Doch obwohl die rechtlichen Rahmenbedingungen noch gar nicht vorliegen, hat die Berliner LINKE das Schulprivatisierungsmodell bereits jetzt auf ihrem Landesparteitag am 25.11.2017 als Blankoscheck für den Senat aufgrund einer windigen Schönwettervorlage durchgewunken, in der die Risiken völlig ausklammert werden. Zynischerweise hat sich die Berliner LINKE auf ihrem Parteitag zusätzlich für die Aufnahme einer Privatisierungsbremse in die Landesverfassung ausgesprochen.

Statt die ökonomische Verirrung der neoliberalen Schuldenbremse politisch offensiv anzugehen, lässt sich die Partei von der Mehrheit der Delegierten und der Berliner DGB-Vorsitzenden als Vordenkerin einer neuen Bau- und Finanzierungspolitik feiern. Kritiker aus der eigenen Partei wurden überstimmt und die NGO «Gemeingut in Bürgerhand», die Aktive und Experten zu den Folgen von Privatisierungen versammelt, vom hohen Ross abgekanzelt, wie es bei Regierungsparteien eben üblich ist.

Es geht jetzt darum, diesen Beschluss des Parteitags der Berliner LINKEN durch die Mobilisierung der Parteibasis, auch in den anderen Bundesländern, zu kippen. Noch wichtiger sind Aktionen außerhalb der Parteien, die die Regierungskoalition stellen (SPD, Grüne, LINKE).
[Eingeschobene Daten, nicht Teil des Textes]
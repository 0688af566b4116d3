//! Search for the deterrence decay that reproduces an observed mean trip length.
//!
//! Each model evaluation derives friction from the trial decay, balances the
//! observed marginals over that friction and compares the modelled mean trip
//! length with the observed one:
//!
//! $$\epsilon = \frac{|\bar{t}_{model} - \bar{t}_{obs}|}{\bar{t}_{obs}}$$
//!
//! The search stops once $\epsilon$ drops below the calibration tolerance or
//! the evaluation budget is spent. Running out of evaluations is reported in
//! [`CalibrationResult::convergence`], never raised.

use crate::observed::ObservedTrips;
use crate::parameters::{CalibrationParameters, UpdateRule};
use rgdm_core::statistics::{coincidence_ratio, TripLengthDistribution};
use rgdm_core::{BalanceResult, Balancer, Convergence, DeterrenceFunction, FlowTable, RGDMResult};
use serde::{Deserialize, Serialize};
use tracing::{debug, info, info_span, warn};

/// One model evaluation.
#[derive(Debug, Clone, Copy, PartialEq, Serialize, Deserialize)]
pub struct CalibrationStep {
    /// Decay parameter evaluated
    pub decay: f64,
    /// Modelled mean trip length, `None` if the model produced no flow
    pub mean_trip_length: Option<f64>,
    /// Relative error against the observed mean trip length
    pub relative_error: f64,
    /// Diagnostics of the balancing run behind this step
    pub balancing: Convergence,
}

/// Outcome of a calibration.
#[derive(Debug, Serialize, Deserialize)]
pub struct CalibrationResult {
    /// Deterrence function at the final decay
    pub deterrence: Box<dyn DeterrenceFunction>,
    /// Final decay parameter
    pub decay: f64,
    /// Flows of the final model evaluation
    pub flows: FlowTable,
    /// Calibration diagnostics; `achieved_error` is the relative mean trip length error
    pub convergence: Convergence,
    pub observed_mean_trip_length: f64,
    pub model_mean_trip_length: Option<f64>,
    /// Overlap of observed and modelled trip-length distributions
    pub coincidence_ratio: f64,
    pub history: Vec<CalibrationStep>,
}

/// Interval known to contain the calibrated decay.
///
/// `lower` produced trips that were too long and `upper` trips that were too short.
#[derive(Debug, Default, Clone, Copy)]
struct Bracket {
    lower: Option<f64>,
    upper: Option<f64>,
}

impl UpdateRule {
    fn next_decay(self, decay: f64, model: f64, observed: f64, bracket: &mut Bracket) -> f64 {
        match self {
            UpdateRule::Proportional => decay * model / observed,
            UpdateRule::Bisection => {
                if model > observed {
                    bracket.lower = Some(decay);
                } else {
                    bracket.upper = Some(decay);
                }
                match (bracket.lower, bracket.upper) {
                    (Some(lower), Some(upper)) => 0.5 * (lower + upper),
                    (Some(lower), None) => lower * 2.0,
                    (None, Some(upper)) => upper * 0.5,
                    (None, None) => decay,
                }
            }
        }
    }
}

/// Calibrates the decay parameter of a deterrence function.
#[derive(Debug, Clone)]
pub struct Calibrator {
    parameters: CalibrationParameters,
    balancer: Balancer,
}

impl Calibrator {
    pub fn new(parameters: CalibrationParameters) -> RGDMResult<Self> {
        parameters.validate()?;
        let balancer = Balancer::new(parameters.balancing())?;
        Ok(Self {
            parameters,
            balancer,
        })
    }

    pub fn parameters(&self) -> &CalibrationParameters {
        &self.parameters
    }

    /// Balance the observed marginals with `family` at the given decay.
    pub fn evaluate(
        &self,
        observed: &ObservedTrips,
        family: &dyn DeterrenceFunction,
        decay: f64,
    ) -> RGDMResult<BalanceResult> {
        let deterrence = family.with_decay(decay);
        let friction = observed.table().with_deterrence(deterrence.as_ref())?;
        self.balancer.balance(observed.zones(), &friction)
    }

    /// Calibrate the decay of `family` against `observed`.
    ///
    /// The search starts from `family.initial_decay` of the observed mean trip
    /// length, which for [`rgdm_core::Exponential`] is
    /// $\beta_0 = \sum T^{obs} / \sum T^{obs} t$. The decay `family` already
    /// carries is ignored.
    pub fn calibrate(
        &self,
        observed: &ObservedTrips,
        family: &dyn DeterrenceFunction,
    ) -> RGDMResult<CalibrationResult> {
        let _span = info_span!("calibration", rule = ?self.parameters.update_rule).entered();

        let target = observed.mean_trip_length();
        let tolerance = self.parameters.calibration_tolerance;
        let mut decay = family.initial_decay(target);
        let mut bracket = Bracket::default();
        let mut history = Vec::new();
        let mut converged = false;
        let mut last: Option<(f64, BalanceResult)> = None;

        info!(observed_mean = target, initial_decay = decay, "starting calibration");

        for iteration in 1..=self.parameters.calibration_max_iterations {
            let result = self.evaluate(observed, family, decay)?;
            let model = result.flows.mean_trip_length();
            let error = model.map_or(f64::INFINITY, |m| (m - target).abs() / target);

            debug!(iteration, decay, ?model, error, "calibration step");
            history.push(CalibrationStep {
                decay,
                mean_trip_length: model,
                relative_error: error,
                balancing: result.convergence,
            });
            last = Some((decay, result));

            let Some(model) = model else {
                warn!(decay, "model produced no flow; stopping calibration");
                break;
            };
            if error < tolerance {
                converged = true;
                break;
            }

            let next = self
                .parameters
                .update_rule
                .next_decay(decay, model, target, &mut bracket);
            if !(next.is_finite() && next > 0.0) {
                warn!(decay, next, "decay left the positive range; stopping calibration");
                break;
            }
            decay = next;
        }

        // At least one evaluation always runs
        let (decay, result) = match last {
            Some(last) => last,
            None => (decay, self.evaluate(observed, family, decay)?),
        };
        let final_error = history.last().map_or(f64::INFINITY, |s| s.relative_error);
        let convergence = Convergence {
            iterations: history.len(),
            converged,
            achieved_error: final_error,
        };

        if converged {
            info!(
                iterations = convergence.iterations,
                decay,
                error = final_error,
                "calibration converged"
            );
        } else {
            warn!(
                iterations = convergence.iterations,
                decay,
                error = final_error,
                tolerance,
                "calibration did not converge; returning best estimate"
            );
        }

        let bin_width = self.parameters.tld_bin_width;
        let observed_tld = observed.trip_length_distribution(bin_width)?;
        let model_tld = TripLengthDistribution::from_pairs(
            result
                .flows
                .iter()
                .filter_map(|r| r.travel_time.map(|t| (r.flow, t))),
            bin_width,
        )?;

        Ok(CalibrationResult {
            deterrence: family.with_decay(decay),
            decay,
            model_mean_trip_length: result.flows.mean_trip_length(),
            flows: result.flows,
            convergence,
            observed_mean_trip_length: target,
            coincidence_ratio: coincidence_ratio(&observed_tld, &model_tld)?,
            history,
        })
    }
}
Die Initiative «Gemeingut in BürgerInnenhand» schafft in Berlin bereits Gegenöffentlichkeit und mobilisiert Betroffene gegen das Projekt.

Was die ebenfalls notwendige Mobilisierung in den Gewerkschaften anbelangt, so hat sich der Berliner Landesverband der GEW bereits klar gegen die Art und Weise der Schuloffensive des Senats ausgesprochen und Gegenvorschläge unterbreitet. Dieser Widerstand der GEW muss nun in andere Gewerkschaften, wie Ver.di, getragen werden.